• TASK:
All lines below containing "workdir" are to be listed.

• INFORMATION PROVIDED:
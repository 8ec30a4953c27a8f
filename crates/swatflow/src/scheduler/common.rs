use anyhow::Context;
use bstr::ByteSlice;
use std::path::Path;
use std::process::Output;
use tokio::process::Command;

pub fn create_command(arguments: Vec<&str>, workdir: &Path) -> Command {
    let mut command = Command::new(arguments[0]);
    command.args(&arguments[1..]);
    command.current_dir(workdir);
    command.kill_on_drop(true);
    command
}

/// Runs `program` with `args` inside `workdir` and returns its output, regardless of the exit code.
pub async fn run_program(program: &str, args: &[&str], workdir: &Path) -> anyhow::Result<Output> {
    let program_path =
        which::which(program).with_context(|| format!("Cannot find program `{program}`"))?;
    let program_path = program_path.to_string_lossy().to_string();

    let mut arguments: Vec<&str> = vec![program_path.as_str()];
    arguments.extend_from_slice(args);
    log::debug!(
        "Running command `{}` in {}",
        arguments.join(" "),
        workdir.display()
    );

    let mut command = create_command(arguments, workdir);
    command
        .output()
        .await
        .with_context(|| format!("{program} start failed"))
}

pub fn check_command_output(output: Output) -> anyhow::Result<Output> {
    let status = output.status;
    if !status.success() {
        return Err(anyhow::anyhow!(
            "Exit code: {}\nStderr: {}\nStdout: {}",
            exit_code(&output),
            output.stderr.to_str_lossy().trim(),
            output.stdout.to_str_lossy().trim()
        ));
    }
    Ok(output)
}

/// Exit code of a finished process, `-1` when it was terminated by a signal.
pub fn exit_code(output: &Output) -> i32 {
    output.status.code().unwrap_or(-1)
}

• RESULT OF THIS TASK:
pub fn create_command(arguments: Vec<&str>, workdir: &Path) -> Command {
    command.current_dir(workdir);
/// Runs `program` with `args` inside `workdir` and returns its output, regardless of the exit code.
pub async fn run_program(program: &str, args: &[&str], workdir: &Path) -> anyhow::Result<Output> {
        workdir.display()
    let mut command = create_command(arguments, workdir);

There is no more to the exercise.